The core of devoting your attention is to be present with someone and be engaged in them, the moment, and what is happening around you. It has nothing to do with what you look like or what you're wearing.

Conan O'Brien host his show in a big studio with sizeable audience, and yet when his guest sits down across from him, everyone else vanishes and they are in a world of their own. That guest is the center of Conan's world, and everything for the next 10 minutes is geared toward focusing on the guest and making them feel as comfortable and welcome as possible. Conan is insatiably curious about their stories and reacts to them as if they were the funniest things he has ever heard. He draws people out of their shells, and even turns more reserved guests into storytellers because he appears so interested and engaged.

Giving someone your true undivided attention opens them up and make them enjoy being around you. On a very basic level, it makes them feel like you care about them, and we are all too happy to engage with someone who appears to show interest in us.

Be present in the moment. The pass is already gone, and the future is not yet here (uncertain), so focus on the current moment. Embrace the current moment, one that you will never get back, one that is sorely wasted if you are not present for it. So, embrace the current moment and give the other person our undivided sincere attention.

Use eye contact correctly and optimally:

When someone is speaking, look into their eyes 80% of the time, and when you are speaking, look into their eyes 50% of the time. This encompasses a perfect ratio where it seems that you are engaged, but not invasive nor distant. More eye contact is not necessarily better. The more you use without a break, the more uncomfortable you will make someone.

Nod more often:

Simply looking somebody in the eye opens the door to deeper levels of intimacy. One of the clearest signals of attention you can send is to simply nod more, provided that you actually understand and agree with what they are saying. Nod while people are talking and after they finish, provided that you actually understand and agree with what they are saying.

If you nod too quickly and too frequently, you will look like you are overeager (have alternative purpose beside what is actually being discussed). Nodding, in this instance, is not a reaction to what's being said, but rather a habit, and people can tell the difference. More nodding is not better because then it completely robs the act of its meaning.

Follow up with questions:

Really listen to what the other person is saying, and follow up with questions. Following up is the art of asking question after questions of people, and disregarding what you want to say, and focusing on their topic or thoughts. Following up is the opposite of waiting for your turn to speak — you are encouraging them to speak with questions that seek information.

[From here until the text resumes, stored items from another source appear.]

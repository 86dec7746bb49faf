//! Canvas document model — the reactive record store behind the drawing
//! surface.
//!
//! DESIGN
//! ======
//! `CanvasStore` owns the live, mutable working copy of one document. Every
//! mutation is tagged with a provenance [`Source`] and fanned out to
//! subscribers as a [`ChangeEvent`]; the sync bridge uses the tag to tell
//! user edits apart from its own hydration merges. Subscribers are plain
//! bounded channels: a closed receiver is pruned on the next emit, a full
//! one drops the event with a warning rather than blocking a mutation.

use std::collections::HashMap;
use std::sync::Arc;

use tokio::sync::{RwLock, mpsc};
use tracing::warn;
use uuid::Uuid;

use crate::record::{Record, RecordId, RecordKind, Snapshot};

/// Bound on each subscriber's event queue.
const EVENT_CHANNEL_CAPACITY: usize = 256;

// =============================================================================
// CHANGE EVENTS
// =============================================================================

/// Provenance marker distinguishing user-driven edits from bridge-originated
/// merges.
#[derive(Debug, Clone, Copy, PartialEq, Eq)]
pub enum Source {
    User,
    Remote,
}

/// How a record was affected by a mutation.
#[derive(Debug, Clone, Copy, PartialEq, Eq)]
pub enum Mutation {
    Created,
    Updated,
    Deleted,
}

/// One affected record within a [`ChangeEvent`].
#[derive(Debug, Clone)]
pub struct RecordChange {
    pub id: RecordId,
    pub mutation: Mutation,
}

/// A batch of record changes applied in one mutation call.
#[derive(Debug, Clone)]
pub struct ChangeEvent {
    pub source: Source,
    pub changes: Vec<RecordChange>,
}

/// A live subscription to canvas change events. Cancel with
/// [`CanvasStore::unsubscribe`]; dropping the receiver has the same effect
/// at the next emit.
pub struct Subscription {
    pub id: Uuid,
    pub events: mpsc::Receiver<ChangeEvent>,
}

// =============================================================================
// CANVAS STORE
// =============================================================================

#[derive(Default)]
struct CanvasInner {
    records: HashMap<RecordId, Record>,
    subscribers: HashMap<Uuid, mpsc::Sender<ChangeEvent>>,
}

/// The live record store. Cheap to clone; clones share state.
#[derive(Clone, Default)]
pub struct CanvasStore {
    inner: Arc<RwLock<CanvasInner>>,
}

impl CanvasStore {
    #[must_use]
    pub fn new() -> Self {
        Self::default()
    }

    /// Register a change listener.
    pub async fn subscribe(&self) -> Subscription {
        let (tx, rx) = mpsc::channel(EVENT_CHANNEL_CAPACITY);
        let id = Uuid::new_v4();
        self.inner.write().await.subscribers.insert(id, tx);
        Subscription { id, events: rx }
    }

    /// Cancel a change listener. Unknown ids are ignored.
    pub async fn unsubscribe(&self, id: Uuid) {
        self.inner.write().await.subscribers.remove(&id);
    }

    /// Upsert a batch of records and notify subscribers once.
    ///
    /// User-sourced writes always win and bump the stored version past the
    /// current one. Remote-sourced writes merge last-write-wins per record:
    /// an incoming record older than the live one is skipped.
    pub async fn apply_records(&self, records: Vec<Record>, source: Source) {
        let mut inner = self.inner.write().await;
        let mut changes = Vec::with_capacity(records.len());

        for mut record in records {
            match inner.records.get(record.id()) {
                Some(existing) => {
                    match source {
                        Source::Remote => {
                            if record.version() < existing.version() {
                                continue;
                            }
                        }
                        Source::User => {
                            record.set_version(existing.version() + 1);
                        }
                    }
                    changes.push(RecordChange { id: record.id().clone(), mutation: Mutation::Updated });
                }
                None => {
                    changes.push(RecordChange { id: record.id().clone(), mutation: Mutation::Created });
                }
            }
            inner.records.insert(record.id().clone(), record);
        }

        emit(&mut inner, source, changes);
    }

    /// Remove records and notify subscribers once. Missing ids are ignored.
    pub async fn delete_records(&self, ids: &[RecordId], source: Source) {
        let mut inner = self.inner.write().await;
        let mut changes = Vec::with_capacity(ids.len());

        for id in ids {
            if inner.records.remove(id).is_some() {
                changes.push(RecordChange { id: id.clone(), mutation: Mutation::Deleted });
            }
        }

        emit(&mut inner, source, changes);
    }

    /// All records of one kind, ordered by id.
    pub async fn query_records_by_kind(&self, kind: RecordKind) -> Vec<Record> {
        let inner = self.inner.read().await;
        let mut records: Vec<Record> = inner
            .records
            .values()
            .filter(|r| r.kind() == kind)
            .cloned()
            .collect();
        records.sort_by(|a, b| a.id().cmp(b.id()));
        records
    }

    /// Fetch one record by id.
    pub async fn record(&self, id: &RecordId) -> Option<Record> {
        self.inner.read().await.records.get(id).cloned()
    }

    /// Capture an immutable snapshot of the full document state.
    pub async fn snapshot(&self) -> Snapshot {
        let inner = self.inner.read().await;
        Snapshot::new(inner.records.values().cloned().collect())
    }

    pub async fn len(&self) -> usize {
        self.inner.read().await.records.len()
    }

    pub async fn is_empty(&self) -> bool {
        self.inner.read().await.records.is_empty()
    }

    #[cfg(test)]
    pub(crate) async fn subscriber_count(&self) -> usize {
        self.inner.read().await.subscribers.len()
    }
}

/// Fan a change batch out to subscribers. Closed receivers are pruned; a
/// full queue drops the event for that subscriber only.
fn emit(inner: &mut CanvasInner, source: Source, changes: Vec<RecordChange>) {
    if changes.is_empty() {
        return;
    }

    let event = ChangeEvent { source, changes };
    let mut closed = Vec::new();

    for (id, tx) in &inner.subscribers {
        match tx.try_send(event.clone()) {
            Ok(()) => {}
            Err(mpsc::error::TrySendError::Full(_)) => {
                warn!(subscriber = %id, "canvas event queue full; dropping event");
            }
            Err(mpsc::error::TrySendError::Closed(_)) => {
                closed.push(*id);
            }
        }
    }

    for id in closed {
        inner.subscribers.remove(&id);
    }
}

#[cfg(test)]
#[path = "canvas_test.rs"]
mod tests;
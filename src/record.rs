//! Record model — the unit of whiteboard document state.
//!
//! DESIGN
//! ======
//! A document is an unordered set of records: shapes, pages, and bindings,
//! each addressable by an opaque string id. A [`Snapshot`] is an immutable
//! point-in-time capture of all records, produced for transit to and from
//! the remote store. Per-record `version` counters drive last-write-wins
//! merging when a remote snapshot is folded into the live canvas.

use serde::{Deserialize, Serialize};
use uuid::Uuid;

// =============================================================================
// RECORD ID
// =============================================================================

/// Opaque record identifier, unique within a snapshot.
///
/// Minted ids take the `kind:uuid` form (`shape:4fd2…`), but any non-empty
/// string supplied by the drawing surface is accepted as-is.
#[derive(Debug, Clone, PartialEq, Eq, Hash, PartialOrd, Ord, Serialize, Deserialize)]
#[serde(transparent)]
pub struct RecordId(String);

impl RecordId {
    pub fn new(raw: impl Into<String>) -> Self {
        Self(raw.into())
    }

    /// Mint a fresh id for a record of the given kind.
    #[must_use]
    pub fn mint(kind: RecordKind) -> Self {
        Self(format!("{}:{}", kind.as_str(), Uuid::new_v4()))
    }

    #[must_use]
    pub fn as_str(&self) -> &str {
        &self.0
    }
}

impl std::fmt::Display for RecordId {
    fn fmt(&self, f: &mut std::fmt::Formatter<'_>) -> std::fmt::Result {
        f.write_str(&self.0)
    }
}

// =============================================================================
// RECORD KINDS
// =============================================================================

/// Discriminant of the [`Record`] union.
#[derive(Debug, Clone, Copy, PartialEq, Eq, Hash, Serialize, Deserialize)]
#[serde(rename_all = "lowercase")]
pub enum RecordKind {
    Shape,
    Page,
    Binding,
}

impl RecordKind {
    #[must_use]
    pub fn as_str(self) -> &'static str {
        match self {
            Self::Shape => "shape",
            Self::Page => "page",
            Self::Binding => "binding",
        }
    }
}

// =============================================================================
// RECORDS
// =============================================================================

/// A single addressable document entity, tagged by kind on the wire.
#[derive(Debug, Clone, PartialEq, Serialize, Deserialize)]
#[serde(tag = "kind", rename_all = "lowercase")]
pub enum Record {
    Shape(ShapeRecord),
    Page(PageRecord),
    Binding(BindingRecord),
}

/// A drawn shape. `shape` names the drawing-surface type ("geo", "draw",
/// "image", ...); style attributes live in `props`.
#[derive(Debug, Clone, PartialEq, Serialize, Deserialize)]
pub struct ShapeRecord {
    pub id: RecordId,
    /// Owning page, or `None` for shapes on the implicit default page.
    pub page: Option<RecordId>,
    pub shape: String,
    pub x: f64,
    pub y: f64,
    pub width: Option<f64>,
    pub height: Option<f64>,
    pub rotation: f64,
    pub props: serde_json::Value,
    pub version: i64,
}

/// A page grouping shapes.
#[derive(Debug, Clone, PartialEq, Serialize, Deserialize)]
pub struct PageRecord {
    pub id: RecordId,
    pub name: String,
    pub index: i32,
    pub version: i64,
}

/// A relationship between two records (e.g. an arrow bound to a shape).
#[derive(Debug, Clone, PartialEq, Serialize, Deserialize)]
pub struct BindingRecord {
    pub id: RecordId,
    pub from: RecordId,
    pub to: RecordId,
    pub props: serde_json::Value,
    pub version: i64,
}

impl Record {
    #[must_use]
    pub fn id(&self) -> &RecordId {
        match self {
            Self::Shape(s) => &s.id,
            Self::Page(p) => &p.id,
            Self::Binding(b) => &b.id,
        }
    }

    #[must_use]
    pub fn kind(&self) -> RecordKind {
        match self {
            Self::Shape(_) => RecordKind::Shape,
            Self::Page(_) => RecordKind::Page,
            Self::Binding(_) => RecordKind::Binding,
        }
    }

    #[must_use]
    pub fn version(&self) -> i64 {
        match self {
            Self::Shape(s) => s.version,
            Self::Page(p) => p.version,
            Self::Binding(b) => b.version,
        }
    }

    pub fn set_version(&mut self, version: i64) {
        match self {
            Self::Shape(s) => s.version = version,
            Self::Page(p) => p.version = version,
            Self::Binding(b) => b.version = version,
        }
    }

    /// Ids of other records this record references. Every listed id must
    /// resolve within the owning snapshot.
    #[must_use]
    pub fn references(&self) -> Vec<&RecordId> {
        match self {
            Self::Shape(s) => s.page.iter().collect(),
            Self::Page(_) => Vec::new(),
            Self::Binding(b) => vec![&b.from, &b.to],
        }
    }
}

impl ShapeRecord {
    /// A fresh shape with a minted id, version 1, and empty props.
    #[must_use]
    pub fn new(shape: impl Into<String>, x: f64, y: f64) -> Self {
        Self {
            id: RecordId::mint(RecordKind::Shape),
            page: None,
            shape: shape.into(),
            x,
            y,
            width: None,
            height: None,
            rotation: 0.0,
            props: serde_json::json!({}),
            version: 1,
        }
    }
}

// =============================================================================
// SNAPSHOT
// =============================================================================

/// Invariant violations detected by [`Snapshot::validate`].
#[derive(Debug, thiserror::Error)]
pub enum SnapshotError {
    #[error("duplicate record id: {0}")]
    DuplicateId(RecordId),
    #[error("record {record} references missing record {missing}")]
    DanglingRef { record: RecordId, missing: RecordId },
}

impl crate::ErrorCode for SnapshotError {
    fn error_code(&self) -> &'static str {
        match self {
            Self::DuplicateId(_) => "E_DUPLICATE_ID",
            Self::DanglingRef { .. } => "E_DANGLING_REF",
        }
    }
}

/// Immutable point-in-time capture of all records in a document.
///
/// Serialized as a flat array. Construction sorts records by id so that
/// captures of the same state compare equal.
#[derive(Debug, Clone, Default, PartialEq, Serialize, Deserialize)]
#[serde(transparent)]
pub struct Snapshot {
    records: Vec<Record>,
}

impl Snapshot {
    #[must_use]
    pub fn new(mut records: Vec<Record>) -> Self {
        records.sort_by(|a, b| a.id().cmp(b.id()));
        Self { records }
    }

    #[must_use]
    pub fn records(&self) -> &[Record] {
        &self.records
    }

    #[must_use]
    pub fn into_records(self) -> Vec<Record> {
        self.records
    }

    #[must_use]
    pub fn len(&self) -> usize {
        self.records.len()
    }

    #[must_use]
    pub fn is_empty(&self) -> bool {
        self.records.is_empty()
    }

    #[must_use]
    pub fn contains(&self, id: &RecordId) -> bool {
        self.records.iter().any(|r| r.id() == id)
    }

    /// Check snapshot invariants: record ids are unique, and every parent or
    /// endpoint reference resolves to a record in this snapshot.
    ///
    /// # Errors
    ///
    /// Returns the first violation found.
    pub fn validate(&self) -> Result<(), SnapshotError> {
        let mut seen = std::collections::HashSet::with_capacity(self.records.len());
        for record in &self.records {
            if !seen.insert(record.id()) {
                return Err(SnapshotError::DuplicateId(record.id().clone()));
            }
        }
        for record in &self.records {
            for reference in record.references() {
                if !seen.contains(reference) {
                    return Err(SnapshotError::DanglingRef {
                        record: record.id().clone(),
                        missing: reference.clone(),
                    });
                }
            }
        }
        Ok(())
    }
}

#[cfg(test)]
#[path = "record_test.rs"]
mod tests;
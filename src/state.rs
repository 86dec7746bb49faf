//! Shared application state.
//!
//! DESIGN
//! ======
//! `AppState` is injected into Axum handlers via the `State` extractor. It
//! holds the injected document store and the optional transform client —
//! both trait objects so handlers can be tested against fakes.

use std::sync::Arc;

use crate::store::DocumentStore;
use crate::transform::TransformImage;

/// Shared application state, injected into Axum handlers via State
/// extractor. Clone is required by Axum; all inner fields are Arc-wrapped.
#[derive(Clone)]
pub struct AppState {
    pub store: Arc<dyn DocumentStore>,
    /// Optional transform client. `None` if `OPENAI_API_KEY` is not set.
    pub transform: Option<Arc<dyn TransformImage>>,
}

impl AppState {
    #[must_use]
    pub fn new(store: Arc<dyn DocumentStore>, transform: Option<Arc<dyn TransformImage>>) -> Self {
        Self { store, transform }
    }
}

// =============================================================================
// TEST HELPERS
// =============================================================================

#[cfg(test)]
pub mod test_helpers {
    use super::*;
    use crate::store::MemoryStore;

    /// Create a test `AppState` backed by a fresh in-memory store.
    #[must_use]
    pub fn test_app_state() -> (MemoryStore, AppState) {
        let store = MemoryStore::new();
        let state = AppState::new(Arc::new(store.clone()), None);
        (store, state)
    }

    /// Create a test `AppState` with a transform client attached.
    #[must_use]
    pub fn test_app_state_with_transform(transform: Arc<dyn TransformImage>) -> AppState {
        AppState::new(Arc::new(MemoryStore::new()), Some(transform))
    }
}
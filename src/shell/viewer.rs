//! Read-only document viewer — hydrates a fresh canvas from the store on
//! open and again on demand, with no save subscription at all.

use std::sync::Arc;

use tracing::warn;

use crate::bridge::{HydrationError, hydrate};
use crate::canvas::CanvasStore;
use crate::store::DocumentStore;

/// A read-only projection of a stored document.
pub struct ViewerSession {
    canvas: CanvasStore,
    store: Arc<dyn DocumentStore>,
    document_id: String,
    last_error: Option<String>,
}

impl ViewerSession {
    /// Open a viewer and load the latest stored snapshot. A load failure is
    /// recorded, not raised: the viewer still opens over an empty canvas.
    pub async fn open(store: Arc<dyn DocumentStore>, document_id: impl Into<String>) -> Self {
        let mut viewer = Self {
            canvas: CanvasStore::new(),
            store,
            document_id: document_id.into(),
            last_error: None,
        };
        let _ = viewer.refresh().await;
        viewer
    }

    /// Re-fetch the latest stored snapshot and merge it into the canvas.
    ///
    /// # Errors
    ///
    /// Returns (and records) a [`HydrationError`] when the load fails.
    pub async fn refresh(&mut self) -> Result<bool, HydrationError> {
        match hydrate(self.store.as_ref(), &self.canvas, &self.document_id).await {
            Ok(found) => {
                self.last_error = None;
                Ok(found)
            }
            Err(e) => {
                warn!(error = %e, document_id = %self.document_id, "viewer refresh failed");
                self.last_error = Some(e.to_string());
                Err(e)
            }
        }
    }

    #[must_use]
    pub fn canvas(&self) -> &CanvasStore {
        &self.canvas
    }

    #[must_use]
    pub fn document_id(&self) -> &str {
        &self.document_id
    }

    /// The last load failure, if the most recent refresh did not succeed.
    #[must_use]
    pub fn last_error(&self) -> Option<&str> {
        self.last_error.as_deref()
    }
}

#[cfg(test)]
#[path = "viewer_test.rs"]
mod tests;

If you ask questions that clarify what the other person was talking about, it shows that you are engaged in the conversation and care about its outcome. If you ask at least six questions on the same topic, that is truly following up and showing an interest in someone else's train of thought.

In a sense, it is a selfless act. We all want to share, and you are letting someone else share more. This is a step most people don't take in normal conversations because it's just not how we are wired. Here are some examples of questions that show you are really listening and present:

  1. Really?
  2. Why did you think that was?
  3. It sound like you're saying …
  4. Can you clarify that for me?
  5. So for example …
  6. So you are saying …
  7. Can you tell me more about that?

Following up is a big step in appearing present and interested because of how it cause someone to perceive you. Unfortunately, if you are trying to think of your next clarifying question while the other person is talking, they will quickly notice that you haven't paid attention to them at all. Devoting your full attention, or at least appearing that you are fully present and interested in people will make them feel incredibly special and valued. Charisma is largely about how good you can make other feels. Attention is validation.